La Réserve Fédérale ne répond
que devant Dieu. Ben Bernanke ne sait peut-être pas
que son boss est un petit malin. Voilà tout à coup que le taux d’intérêt sur 10
ans des bons du Trésor gonfle tel un furoncle purulent sur le pâle postérieur
de Ben au moment où il pensait pouvoir s’asseoir et profiter du combat de
boue entre Larry Summers et Janet Yellen pour sa succession.
Ce pauvre Ben, fidèle étudiant
de la Grande Dépression, n’a pas su se rendre compte que son pays s’est
transformé depuis une nation de fermiers et d’ouvriers en une nation de pole-dancers et de serveurs, etattend
son sublime moment d’Hooverisation. Comme le pauvre
Hoover, il se retrouve à faire les cent pas dans la cabine de pilotage six
mois seulement après avoir géré la pile de détritus qu’est la finance
Américaine construite sur une terre de fraude comptable et d’illusions
dorées.
Chaque individu qui s’intéresse
un tant soi peu à son univers, – ceux qui ne font pas la queue pour une
carte de chomage, ne regardent pas envieusement les
pages d’un catalogue de tatouage ou n’attendent pas de regarder le dernier
gang bang de Kim Kardashian sur Duck
Dynasty – a certainement les nerfs en pelote. La vague a nourri un tsunami d’appels de
marge jusque dans les Hamptons, qui
donnera bientôt au terme ‘la tête sous l’eau’ une nouvelle vie dans la drôle
mythologie du capital. L’immortel Bill Gross a même envoyé un appel au
secours sur Twitter en fin de semaine. Il n’est pas
surprenant que tout le monde ait les jetons.
Les gens ont peur que les
banques centrales aient finalement perdu le contrôle d’une situation qu’elles
ne font que prétendre contrôler depuis 2007, alors que le racket grotesque
qu’est le regroupage des prêts immobiliers a causé une fissure psychotique
dans les murailles du système bancaire. Le remède a jusqu’alors été une
demi-décennie de taux d’intérêts proches de zéro et d’utilisation forcenée de
la carte de crédit nationale. La triste vérité commence à émerger au travers
du brouillard de psychose, et le marché des obligations est perdu.
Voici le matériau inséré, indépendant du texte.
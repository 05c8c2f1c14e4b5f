//! # Signature Model
//!
//! A [`MethodSignature`] describes the calling convention of a method: its
//! ordered named parameters (with optional defaults) and its optional
//! variadic-positional and variadic-keyword sinks.
//!
//! Signatures are captured once, when a method is declared, and are immutable
//! afterwards. Both the direct call on an instance and the call through a
//! facade bind their arguments with [`MethodSignature::bind`], so the two
//! observe exactly the same positional/keyword/default behavior.
//!
//! # Capture
//!
//! [`MethodSignature::capture`] drops an implicit receiver parameter named
//! `self` and validates the rest:
//!
//! - parameter names are unique
//! - defaulted parameters form a trailing segment
//!
//! The `#[facade::class]` attribute performs the same capture at compile time
//! from a Rust `fn` signature.

use crate::{
    args::{Args, BoundArguments},
    error::{BindError, ClassError},
    value::Value,
};
use std::{collections::BTreeMap, fmt};

/// Name of the implicit receiver parameter dropped by [`MethodSignature::capture`].
pub const RECEIVER: &str = "self";

/// A named parameter of a method.
#[derive(Debug, Clone, PartialEq)]
pub struct Param {
    name: String,
    default: Option<Value>,
}

impl Param {
    /// A parameter that must be supplied by the caller.
    pub fn required(name: impl Into<String>) -> Self {
        Self {
            name: name.into(),
            default: None,
        }
    }

    /// A parameter that falls back to `default` when omitted.
    pub fn optional(name: impl Into<String>, default: impl Into<Value>) -> Self {
        Self {
            name: name.into(),
            default: Some(default.into()),
        }
    }

    /// The parameter name.
    pub fn name(&self) -> &str {
        &self.name
    }

    /// The default value, if any.
    pub fn default(&self) -> Option<&Value> {
        self.default.as_ref()
    }

    /// Whether the parameter has a default.
    pub fn has_default(&self) -> bool {
        self.default.is_some()
    }
}

/// The captured calling convention of a method.
#[derive(Debug, Clone, PartialEq)]
pub struct MethodSignature {
    name: String,
    params: Vec<Param>,
    varargs: Option<String>,
    varkw: Option<String>,
}

impl MethodSignature {
    /// Capture a signature from a declared parameter list.
    ///
    /// A leading parameter named [`RECEIVER`] is treated as the implicit
    /// receiver and dropped.
    pub fn capture(
        name: impl Into<String>,
        params: impl IntoIterator<Item = Param>,
        varargs: Option<&str>,
        varkw: Option<&str>,
    ) -> Result<Self, ClassError> {
        let name = name.into();
        let mut params: Vec<Param> = params.into_iter().collect();
        if params.first().is_some_and(|p| p.name == RECEIVER) {
            params.remove(0);
        }

        let invalid = |reason: String| ClassError::InvalidSignature {
            function: name.clone(),
            reason,
        };

        let mut seen_default = false;
        for (i, param) in params.iter().enumerate() {
            if param.has_default() {
                seen_default = true;
            } else if seen_default {
                return Err(invalid(format!(
                    "parameter '{}' without a default follows a defaulted parameter",
                    param.name
                )));
            }
            if params[..i].iter().any(|p| p.name == param.name) {
                return Err(invalid(format!("duplicate parameter '{}'", param.name)));
            }
        }
        for sink in [varargs, varkw].into_iter().flatten() {
            if params.iter().any(|p| p.name == sink) {
                return Err(invalid(format!("duplicate parameter '{sink}'")));
            }
        }
        if varargs.is_some() && varargs == varkw {
            return Err(invalid("variadic sinks share a name".to_owned()));
        }

        Ok(Self {
            name,
            params,
            varargs: varargs.map(str::to_owned),
            varkw: varkw.map(str::to_owned),
        })
    }

    /// Start building a signature parameter by parameter.
    pub fn builder(name: impl Into<String>) -> SignatureBuilder {
        SignatureBuilder {
            name: name.into(),
            params: Vec::new(),
            varargs: None,
            varkw: None,
        }
    }

    /// The method name.
    pub fn name(&self) -> &str {
        &self.name
    }

    /// Named parameters in declaration order.
    pub fn params(&self) -> &[Param] {
        &self.params
    }

    /// Name of the variadic-positional parameter.
    pub fn varargs(&self) -> Option<&str> {
        self.varargs.as_deref()
    }

    /// Name of the variadic-keyword parameter.
    pub fn varkw(&self) -> Option<&str> {
        self.varkw.as_deref()
    }

    /// Parameters before the trailing defaulted segment.
    pub fn required_params(&self) -> impl Iterator<Item = &Param> {
        self.params.iter().take_while(|p| !p.has_default())
    }

    /// Bind call arguments to this signature.
    ///
    /// Positional arguments fill named parameters in order; keywords fill the
    /// parameter with the same name. Overflow goes to the variadic sinks when
    /// they exist. Unfilled parameters take their default.
    pub fn bind(&self, args: Args) -> Result<BoundArguments, BindError> {
        let (mut positional, keywords) = args.into_parts();
        let given = positional.len();

        let varargs = if given > self.params.len() {
            if self.varargs.is_none() {
                return Err(BindError::TooManyPositional {
                    function: self.name.clone(),
                    expected: self.params.len(),
                    given,
                });
            }
            positional.split_off(self.params.len())
        } else {
            Vec::new()
        };

        let mut slots: Vec<Option<Value>> = vec![None; self.params.len()];
        for (slot, value) in slots.iter_mut().zip(positional) {
            *slot = Some(value);
        }

        let mut varkw = BTreeMap::new();
        for (keyword, value) in keywords {
            match self.params.iter().position(|p| p.name == keyword) {
                Some(i) if slots[i].is_some() => {
                    return Err(BindError::MultipleValues {
                        function: self.name.clone(),
                        param: keyword,
                    });
                }
                Some(i) => slots[i] = Some(value),
                None if self.varkw.is_some() => {
                    varkw.insert(keyword, value);
                }
                None => {
                    return Err(BindError::UnexpectedKeyword {
                        function: self.name.clone(),
                        keyword,
                    });
                }
            }
        }

        let params = self
            .params
            .iter()
            .zip(slots)
            .map(|(param, slot)| match slot.or_else(|| param.default.clone()) {
                Some(value) => Ok((param.name.clone(), value)),
                None => Err(BindError::MissingArgument {
                    function: self.name.clone(),
                    param: param.name.clone(),
                }),
            })
            .collect::<Result<Vec<_>, _>>()?;

        Ok(BoundArguments::new(params, varargs, varkw))
    }
}

impl fmt::Display for MethodSignature {
    fn fmt(&self, f: &mut fmt::Formatter<'_>) -> fmt::Result {
        let mut parts: Vec<String> = self
            .params
            .iter()
            .map(|p| match &p.default {
                Some(default) => format!("{}={default}", p.name),
                None => p.name.clone(),
            })
            .collect();
        if let Some(varargs) = &self.varargs {
            parts.push(format!("*{varargs}"));
        }
        if let Some(varkw) = &self.varkw {
            parts.push(format!("**{varkw}"));
        }
        write!(f, "{}({})", self.name, parts.join(", "))
    }
}

/// Builder for [`MethodSignature`].
///
/// # Example
///
/// ```rust,ignore
/// let sig = MethodSignature::builder("add_column")
///     .param("table_name")
///     .param("column")
///     .param_default("schema", Value::None)
///     .varkw("kw")
///     .build()?;
/// ```
#[derive(Debug, Clone)]
pub struct SignatureBuilder {
    name: String,
    params: Vec<Param>,
    varargs: Option<String>,
    varkw: Option<String>,
}

impl SignatureBuilder {
    /// Add a required parameter.
    pub fn param(mut self, name: impl Into<String>) -> Self {
        self.params.push(Param::required(name));
        self
    }

    /// Add a parameter with a default value.
    pub fn param_default(mut self, name: impl Into<String>, default: impl Into<Value>) -> Self {
        self.params.push(Param::optional(name, default));
        self
    }

    /// Declare the variadic-positional parameter.
    pub fn varargs(mut self, name: impl Into<String>) -> Self {
        self.varargs = Some(name.into());
        self
    }

    /// Declare the variadic-keyword parameter.
    pub fn varkw(mut self, name: impl Into<String>) -> Self {
        self.varkw = Some(name.into());
        self
    }

    /// Capture and validate the signature.
    pub fn build(self) -> Result<MethodSignature, ClassError> {
        MethodSignature::capture(
            self.name,
            self.params,
            self.varargs.as_deref(),
            self.varkw.as_deref(),
        )
    }
}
Sans lui,
tous les marchés papier sont cuits, ainsi que les marchés des actions et fort
probablement le système fiduciaire tout entier.
Et puis n’oublions pas le
mélodrame énergétique. Comment une personne dotée d’un minimum d’intelligence
peut-elle supposer que l’économie turbo-industrielle actuelle puisse se
remettre d’un pétrole à 107 dollars le baril ? Toutes les allusions à
une reprise qui fleurissent dans les médias ne sont basées que sur une
poignée de chiffres du PIB qui, comme nous le savons tous, sont complètement
erronés. En clair, les Etats-Unis ne pourront pas continuer de survivre un
brut à 100 dollars le baril et tentent de compenser en se prêtant de la
monnaie à eux-mêmes. Toutes les économies virtuellement avancées en ont fait
de même, et se retrouvent aujourd’hui dans l’embarras puisqu’elles n’ont plus
nulle part où se cacher – quant aux Etats-Unis, ils n’ont plus nulle part où
exporter leurs fraudes financières.
Le Japon est le plus
intéressant corps du laboratoire de pathologies. Il s’est tiré dans le pied
il y a vingt ans et pratique depuis l’auto-cannibalisme. Il n’a ni pétrole ni
gaz, et souffre maintenant d’une crise nucléaire qui ne fait l’objet que d’un
peu moins d’attention que son effondrement économique. Je pensais autrefois
que le Japon n’avait pas d’autre choix que se tourner à nouveau vers l’ère
médiévale. Mais maintenant, je me pose la question de savoir s’il en restera
autre chose dans dix ans qu’un archipel dépeuplé de ruines radioactives. Il
ne peut possiblement pas acheter plus de bons du trésor aux Etats-Unis, et
tente désespérément de se débarrasser des quantités qu’il a accumulées. Et
lorsqu’il y parviendra, il déclenchera une réaction en chaîne qui réduira à
néant la valeur prétendue de la dette papier du monde. Il se peut que le
processus ait déjà commencé.
Si vous vous préparez pour ce
qui arrive, alors soyez sûr de vous préparer à un monde sans prétentions
financières. La crédibilité est prise au piège dans les courants violents qui
approchent des Hamptons. Quand l’eau partira, tout
ce qu’il restera sera de petites choses affreuses gesticulant dans la boue,
et quand elle reviendra, tout ce que vous verrez à perte de vue sera un
spectacle de noyage de banquiers. Attachez-vous à votre communauté locale si
vous en avez une. Et même si vous y parvenez, il vous sera difficile de
donner un sens à tout cela.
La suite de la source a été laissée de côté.